2 - write one more wrapper : ConnectionWrapper which wraps a Connection which returns StatementWrapper in createStatement() and PreparedStatementWrapper in prepareStatement(). Those are the previously coded classes taking ConnectionWrapper's delegateConnection.createStatement()/prepareStatement() as construction arguments.
3 - repeat the step with a DataSourceWrapper. Here is a simple code example.
public class DataSourceWrapper implements DataSource
{
private DataSource mDelegate;
public DataSourceWrapper( DataSource delegate )
{
if( delegate == null ) { throw new NullPointerException( "Delegate cannot be null" );
mDelegate = delegate;
}
public Connection getConnection(String username, String password)
{
return new ConnectionWrapper( mDelegate.getConnection( username, password ) );
}
public Connection getConnection()
{
... <same as getConnection(String, String)> ...
}
}
4 - Finally, use that DataSourceWrapper as your application's DataSource. If you're using JNDI (NamingContext), this change should be trivial.

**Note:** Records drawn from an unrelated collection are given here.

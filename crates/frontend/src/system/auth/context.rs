use crate::shared::storage::BrowserStore;
use contracts::system::access::AccessResolver;
use contracts::system::auth::{self, CurrentUser, SessionRole};
use leptos::prelude::*;

/// Logged-in user plus the access matrices that gate navigation.
#[derive(Clone, Copy)]
pub struct SessionContext {
    pub user: RwSignal<Option<CurrentUser>>,
    pub access: RwSignal<AccessResolver>,
    /// Storage failures outside any page (login, logout, matrix reload)
    pub error: RwSignal<Option<String>>,
}

impl SessionContext {
    pub fn role(&self) -> Option<SessionRole> {
        self.user.with(|u| u.as_ref().map(|u| u.role))
    }

    pub fn role_untracked(&self) -> Option<SessionRole> {
        self.user.with_untracked(|u| u.as_ref().map(|u| u.role))
    }

    pub fn is_logged_in(&self) -> bool {
        self.user.with(Option::is_some)
    }

    /// Re-read roles and matrices after they were edited.
    pub fn reload_access(&self) {
        match AccessResolver::load(&BrowserStore) {
            Ok(resolver) => self.access.set(resolver),
            Err(err) => {
                log::warn!("access: {}", err);
                self.error.set(Some(err.to_string()));
                self.access.set(AccessResolver::default());
            }
        }
    }
}

/// Session provider. Restores the session stored by a previous visit.
#[component]
pub fn AuthProvider(children: ChildrenFn) -> impl IntoView {
    let ctx = SessionContext {
        user: RwSignal::new(auth::current_user(&BrowserStore)),
        access: RwSignal::new(AccessResolver::default()),
        error: RwSignal::new(None),
    };
    ctx.reload_access();
    provide_context(ctx);

    children()
}

/// Hook to access the session
pub fn use_auth() -> SessionContext {
    use_context::<SessionContext>().expect("AuthProvider not found in component tree")
}

/// Start a session with the chosen role.
pub fn do_login(ctx: SessionContext, role: SessionRole) {
    match auth::login(&BrowserStore, role) {
        Ok(user) => {
            ctx.error.set(None);
            ctx.reload_access();
            ctx.user.set(Some(user));
        }
        Err(err) => ctx.error.set(Some(format!("Login failed: {}", err))),
    }
}

/// End the session; the whole store is wiped.
pub fn do_logout(ctx: SessionContext) {
    if let Err(err) = auth::logout(&BrowserStore) {
        log::warn!("logout: {}", err);
    }
    ctx.user.set(None);
    ctx.access.set(AccessResolver::default());
}
use crate::domain::common::AggregateRoot;
use crate::shared::ids::{lenient_u32, optional_id};
use crate::shared::storage::{read_json, write_json};
use crate::shared::{EntityId, KeyValueStore, StorageKey, StoreResult, ValidationError};
use serde::{Deserialize, Serialize};

/// Which picker produced a task's location.
#[derive(Debug, Clone, Copy, PartialEq, Eq, Hash, Serialize, Deserialize, Default)]
#[serde(rename_all = "lowercase")]
pub enum LocationMode {
    #[default]
    Poi,
    Checkpoint,
    Zone,
}

impl LocationMode {
    pub fn code(&self) -> &'static str {
        match self {
            LocationMode::Poi => "poi",
            LocationMode::Checkpoint => "checkpoint",
            LocationMode::Zone => "zone",
        }
    }

    pub fn display_name(&self) -> &'static str {
        match self {
            LocationMode::Poi => "POI",
            LocationMode::Checkpoint => "Checkpoint",
            LocationMode::Zone => "Zone",
        }
    }

    pub fn all() -> Vec<LocationMode> {
        vec![LocationMode::Poi, LocationMode::Checkpoint, LocationMode::Zone]
    }
}

/// Saved task configuration used to pre-fill the task form.
///
/// The same shape is kept in two places: the managed list in
/// `taskTemplates` and quick templates saved from the task form in
/// `taskTemplatesInline`.
#[derive(Debug, Clone, PartialEq, Serialize, Deserialize)]
#[serde(rename_all = "camelCase")]
pub struct TaskTemplate {
    pub id: EntityId,
    pub name: String,
    #[serde(default, with = "optional_id")]
    pub category_id: Option<EntityId>,
    #[serde(default, with = "optional_id")]
    pub subcategory_id: Option<EntityId>,
    #[serde(default)]
    pub category_label: String,
    #[serde(default)]
    pub subcategory_label: String,
    #[serde(default, with = "lenient_u32")]
    pub duration: u32,
    #[serde(default)]
    pub location_display: String,
    /// Id of the picked POI, checkpoint or zone, as a string
    #[serde(default)]
    pub location_value: String,
    #[serde(default)]
    pub mode: LocationMode,
    #[serde(default, skip_serializing_if = "Option::is_none")]
    pub created_date: Option<String>,
}

impl TaskTemplate {
    /// Templates from the settings list need name, category and
    /// subcategory.
    pub fn validate(&self) -> Result<(), ValidationError> {
        if self.name.trim().is_empty() || self.category_id.is_none() || self.subcategory_id.is_none() {
            return Err(ValidationError::RequiredFields);
        }
        Ok(())
    }

    pub fn location_id(&self) -> Option<EntityId> {
        self.location_value.trim().parse().ok()
    }

    /// "Maintenance / Cleaning"
    pub fn category_path(&self) -> String {
        format!("{} / {}", self.category_label, self.subcategory_label)
    }
}

impl AggregateRoot for TaskTemplate {
    type Id = EntityId;

    fn id(&self) -> Self::Id {
        self.id
    }

    fn description(&self) -> &str {
        &self.name
    }

    fn aggregate_index() -> &'static str {
        "a007"
    }

    fn collection_name() -> &'static str {
        "task_template"
    }

    fn element_name() -> &'static str {
        "Task Template"
    }

    fn list_name() -> &'static str {
        "Task Templates"
    }

    fn storage_key() -> StorageKey {
        StorageKey::TaskTemplates
    }

    fn seed() -> Vec<Self> {
        vec![
            TaskTemplate {
                id: EntityId(1),
                name: "Patrol".to_string(),
                category_id: Some(EntityId(2)),
                subcategory_id: Some(EntityId(3)),
                category_label: "Security".to_string(),
                subcategory_label: "Patrol".to_string(),
                duration: 60,
                location_display: "North Wing Routine: Building A - Floor 1, Building A - Floor 2".to_string(),
                location_value: "1".to_string(),
                mode: LocationMode::Checkpoint,
                created_date: Some("2024-01-01".to_string()),
            },
            TaskTemplate {
                id: EntityId(2),
                name: "Equipment Repair".to_string(),
                category_id: Some(EntityId(1)),
                subcategory_id: Some(EntityId(1)),
                category_label: "Maintenance".to_string(),
                subcategory_label: "Equipment Repair".to_string(),
                duration: 90,
                location_display: "Building A - Floor 2".to_string(),
                location_value: "2".to_string(),
                mode: LocationMode::Poi,
                created_date: Some("2024-01-01".to_string()),
            },
        ]
    }
}

/// Quick templates saved from the task form. Never seeded.
pub fn load_inline_templates(store: &dyn KeyValueStore) -> StoreResult<Vec<TaskTemplate>> {
    Ok(read_json(store, StorageKey::TaskTemplatesInline)?.unwrap_or_default())
}

pub fn append_inline_template(store: &dyn KeyValueStore, template: TaskTemplate) -> StoreResult<Vec<TaskTemplate>> {
    let mut templates = load_inline_templates(store)?;
    templates.push(template);
    write_json(store, StorageKey::TaskTemplatesInline, &templates)?;
    Ok(templates)
}

#[cfg(test)]
mod tests {
    use super::*;
    use crate::shared::MemoryStore;

    #[test]
    fn test_reads_string_ids_from_form() {
        let raw = r#"{"id":1754700000000,"name":"Patrol","categoryId":"2","subcategoryId":"3",
            "categoryLabel":"Security","subcategoryLabel":"Patrol","duration":"45",
            "locationDisplay":"Building B - Floor 1","locationValue":"3","mode":"poi"}"#;
        let t: TaskTemplate = serde_json::from_str(raw).unwrap();
        assert_eq!(t.category_id, Some(EntityId(2)));
        assert_eq!(t.duration, 45);
        assert_eq!(t.location_id(), Some(EntityId(3)));
        assert_eq!(t.category_path(), "Security / Patrol");
        assert!(t.validate().is_ok());
    }

    #[test]
    fn test_inline_templates_append() {
        let store = MemoryStore::new();
        assert!(load_inline_templates(&store).unwrap().is_empty());
        let template = TaskTemplate::seed().remove(0);
        append_inline_template(&store, template.clone()).unwrap();
        let all = append_inline_template(&store, template).unwrap();
        assert_eq!(all.len(), 2);
        assert_eq!(load_inline_templates(&store).unwrap().len(), 2);
    }
}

Coding all this is quick and very straightforward, especially if you're using smart IDE like Eclipse or IntelliJ which will implement the delegating methods automagically.
If you know you will be dealing with only one table, then define a view with rownum in the where statement to limit the number of rows. In this way, the number of rows is controlled at the DB and does not need to be specified as part of any query from a client application. If you want to change the number of rows returned, then redefine the view prior to executing query.
A more dynamic method would be to develop a procedure and pass in a number of rows, and have the procedure return a ref_cursor to your client. This would have the advantage of avoiding hard parsing on the DB, and increase performance.
Ok, a code change it'll have to be then.
The scenario is limiting an adhoc reporting tool so that the end user doesnt pull back too many records and generate a report which is unusable.
We already use oracle cost based resource management.
Take a look at this page with a description of limiting how much is sucked into the Java App at a time. As another post points out, the DB will still pull all of the data, this is more for controlling network use, and memory on the Java side.